Today in Sacramento

While the eyes of the nation are on San Francisco and the 9th Circuit’s Prop 8 hearing, there is some other news around the state.  Keeping the preview theme up, the new legislature gets sworn in today in Sacramento.  We’ll have 10 new Senators and 28 new Assembly members.

Meanwhile, Governor Schwarzenegger will call a special session on the budget, just to see if he can try to do something while Sacramento waits for Gov. Brown. But, there might be some trust issues:

California lawmakers are in no mood to tackle the state’s latest deficit before Gov. Arnold Schwarzenegger leaves office next month, even as the governor prepares to declare a fiscal emergency and call a special session of the Legislature on Monday.

The ruling Democrats distrust the Republican governor, who has used his veto pen to make deep cuts in programs they prize, and they don’t want to hand him a new opportunity to exercise that power. Moreover, state law allows them 45 days to pass any deficit-cutting legislation in the special session – and by then, Schwarzenegger will be gone and Democrat Jerry Brown will be governor. (LA Times)

After the courts have affirmed Schwarzenegger’s blue pencil line item veto actions, I’m just not sure why you would deal with him.  If the issue is to make cuts alone, better to make the cuts with Gov. Brown. At least you know the score with Jerry.

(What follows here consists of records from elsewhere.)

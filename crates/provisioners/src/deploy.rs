//! The deploy workflow.
//!
//! Deploy walks a linear state machine:
//!
//! ```text
//! Init → RoleEnsured → PackageBuilt → FunctionCreated → GatewayCreated → SubscriptionCreated → Done
//! ```
//!
//! Each transition is one provisioner call. A failed transition aborts the
//! run and leaves everything created so far in place; the error carries a
//! [`PartialDeployment`] naming those resources.

use std::fmt;
use std::path::PathBuf;

use pipeline::{
    DeploymentRunId, EventKinds, FunctionArn, FunctionName, GatewayId, ProvisionError, RoleName,
    SubscriptionId,
};
use serde::Serialize;
use thiserror::Error;
use tracing::{error, info, instrument, Span};

use crate::function::NewFunction;
use crate::gateway::NewGateway;
use crate::orchestrator::Orchestrator;

/// Inputs for [`Orchestrator::deploy`].
#[derive(Debug, Clone)]
pub struct DeployRequest {
    /// Name of the function. Also used as the gateway name.
    pub name: FunctionName,
    /// Handler source packaged with the runtime skeleton.
    pub handler: PathBuf,
    /// Event kinds to subscribe to. `None` uses the configured default.
    pub events: Option<EventKinds>,
}

/// A completed deployment.
#[derive(Debug, Clone, PartialEq, Eq, Serialize)]
pub struct Deployment {
    pub run_id: DeploymentRunId,
    pub function_name: FunctionName,
    pub function_arn: FunctionArn,
    pub role: RoleName,
    pub role_created: bool,
    pub gateway_id: GatewayId,
    pub url: String,
    pub subscription_id: SubscriptionId,
}

/// Position in the deploy state machine.
#[derive(Debug, Clone, Copy, PartialEq, Eq, PartialOrd, Ord, Serialize)]
#[serde(rename_all = "snake_case")]
pub enum DeployState {
    Init,
    RoleEnsured,
    PackageBuilt,
    FunctionCreated,
    GatewayCreated,
    SubscriptionCreated,
    Done,
}

/// The transition a failed deploy was attempting.
#[derive(Debug, Clone, Copy, PartialEq, Eq, Serialize)]
#[serde(rename_all = "snake_case")]
pub enum DeployStep {
    EnsureRole,
    BuildPackage,
    CreateFunction,
    CreateGateway,
    CreateSubscription,
}

impl DeployStep {
    /// The state the run was in when this step started.
    pub fn from_state(self) -> DeployState {
        match self {
            Self::EnsureRole => DeployState::Init,
            Self::BuildPackage => DeployState::RoleEnsured,
            Self::CreateFunction => DeployState::PackageBuilt,
            Self::CreateGateway => DeployState::FunctionCreated,
            Self::CreateSubscription => DeployState::GatewayCreated,
        }
    }
}

impl fmt::Display for DeployStep {
    fn fmt(&self, f: &mut fmt::Formatter<'_>) -> fmt::Result {
        let s = match self {
            Self::EnsureRole => "ensure role",
            Self::BuildPackage => "build package",
            Self::CreateFunction => "create function",
            Self::CreateGateway => "create gateway",
            Self::CreateSubscription => "create subscription",
        };
        f.write_str(s)
    }
}

/// What a failed deploy had already put in place.
#[derive(Debug, Clone, Default, PartialEq, Eq, Serialize)]
pub struct PartialDeployment {
    pub role: Option<RoleName>,
    pub role_created: bool,
    pub function_name: Option<FunctionName>,
    pub function_arn: Option<FunctionArn>,
    pub gateway_id: Option<GatewayId>,
    pub url: Option<String>,
}

impl PartialDeployment {
    /// Whether a function or gateway was left behind.
    ///
    /// Roles do not count: they are shared between deployments and never
    /// removed by this tool.
    pub fn has_live_resources(&self) -> bool {
        self.function_name.is_some() || self.gateway_id.is_some()
    }
}

/// A deploy run stopped before reaching [`DeployState::Done`].
#[derive(Debug, Error)]
#[error("deploy failed at step '{step}': {source}")]
pub struct DeployError {
    pub step: DeployStep,
    pub partial: PartialDeployment,
    #[source]
    pub source: ProvisionError,
}

impl DeployError {
    /// `true` when the failure left pipeline resources live that no
    /// subscription points at. They need a targeted delete or delete-all.
    pub fn is_inconsistent(&self) -> bool {
        self.partial.has_live_resources()
    }
}

struct Run {
    state: DeployState,
    partial: PartialDeployment,
}

impl Run {
    fn fail(&self, step: DeployStep, source: ProvisionError) -> DeployError {
        error!(
            %step,
            state = ?self.state,
            function = ?self.partial.function_name,
            gateway = ?self.partial.gateway_id,
            error = %source,
            "Deploy step failed"
        );
        DeployError {
            step,
            partial: self.partial.clone(),
            source,
        }
    }

    fn advance(&mut self, state: DeployState) {
        info!(from = ?self.state, to = ?state, "Deploy state transition");
        self.state = state;
    }
}

impl Orchestrator {
    /// Provisions role, function, gateway and subscription for one handler.
    ///
    /// Strictly sequential. Nothing is rolled back on failure: retrying the
    /// same name fails at the first resource that already exists.
    #[instrument(skip_all, fields(function = %request.name, run_id = tracing::field::Empty))]
    pub async fn deploy(&self, request: &DeployRequest) -> Result<Deployment, DeployError> {
        let run_id = DeploymentRunId::new_random();
        Span::current().record("run_id", tracing::field::display(run_id));

        let config = &self.config;
        let mut run = Run {
            state: DeployState::Init,
            partial: PartialDeployment::default(),
        };

        let ensured = self
            .identity
            .ensure_role(&config.role_name)
            .await
            .map_err(|e| run.fail(DeployStep::EnsureRole, e))?;
        run.partial.role = Some(ensured.role.name.clone());
        run.partial.role_created = ensured.created;
        run.advance(DeployState::RoleEnsured);

        let package = self
            .build_package(&request.handler)
            .await
            .map_err(|e| run.fail(DeployStep::BuildPackage, e))?;
        run.advance(DeployState::PackageBuilt);

        // A new role is not visible to the function host straight away.
        if ensured.created && !config.settle_delay.is_zero() {
            info!(delay = ?config.settle_delay, "Waiting for the new role to propagate");
            tokio::time::sleep(config.settle_delay).await;
        }

        let function_arn = self
            .functions
            .create(NewFunction {
                name: request.name.clone(),
                entry_point: config.entry_point.clone(),
                role: ensured.role.arn.clone(),
                runtime: config.runtime.clone(),
                package,
                layers: config.layers.clone(),
                environment: config.environment.clone(),
            })
            .await
            .map_err(|e| run.fail(DeployStep::CreateFunction, e))?;
        run.partial.function_name = Some(request.name.clone());
        run.partial.function_arn = Some(function_arn.clone());
        run.advance(DeployState::FunctionCreated);

        let gateway_id = match self
            .gateways
            .create(&NewGateway {
                name: request.name.to_string(),
                base_path: config.base_path.clone(),
                stage: config.stage.clone(),
                account_id: config.account_id.clone(),
                function: function_arn.clone(),
            })
            .await
        {
            Ok(id) => id,
            Err(e) => {
                run.partial.gateway_id = e.created;
                return Err(run.fail(DeployStep::CreateGateway, e.source));
            }
        };
        let url = self
            .gateways
            .url(&gateway_id, &config.stage, &config.base_path);
        run.partial.gateway_id = Some(gateway_id.clone());
        run.partial.url = Some(url.clone());
        run.advance(DeployState::GatewayCreated);

        let events = request
            .events
            .clone()
            .unwrap_or_else(|| config.default_events.clone());
        let subscription_id = self
            .subscriptions
            .create(&events, &url)
            .await
            .map_err(|e| run.fail(DeployStep::CreateSubscription, e))?;
        run.advance(DeployState::SubscriptionCreated);

        run.advance(DeployState::Done);
        info!(%url, gateway = %gateway_id, subscription = %subscription_id, "Deployment complete");
        Ok(Deployment {
            run_id,
            function_name: request.name.clone(),
            function_arn,
            role: ensured.role.name,
            role_created: ensured.created,
            gateway_id,
            url,
            subscription_id,
        })
    }
}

As Asm. Beall said, Arnold is Expendable.

4 thoughts on “Today in Sacramento”

  1. Are we still on track to sell off our State Office buildings to speculators ?

    Selling State assets to make a Governor’s budget look balanced is Awful economics for the State

    I’ll be Glad to see the backside of Arnold

    What happened to al lthose crdit cards he was gonna cut up ?

    Anybody know if the partisan balance changed in the asembly or the Senate ?

  2. The state is still selling office buildings and other property. A client of mine, who works for a commercial realtor, says it actually does save the state money in the short term. In the long term, it’s far less clear. At best, as you say, it’s a temporary fix.

  3. Though I’m not all that sanguine about having Jerry Brown at the helm.  I hope the one promise he breaks is going to the voters for any tax increases.  C’mon, Jerry.  You’ve had a long public service career.  It’s time to do the right thing and raise top tax rates and withdraw tax breaks for multinational corporations, and let ’em howl.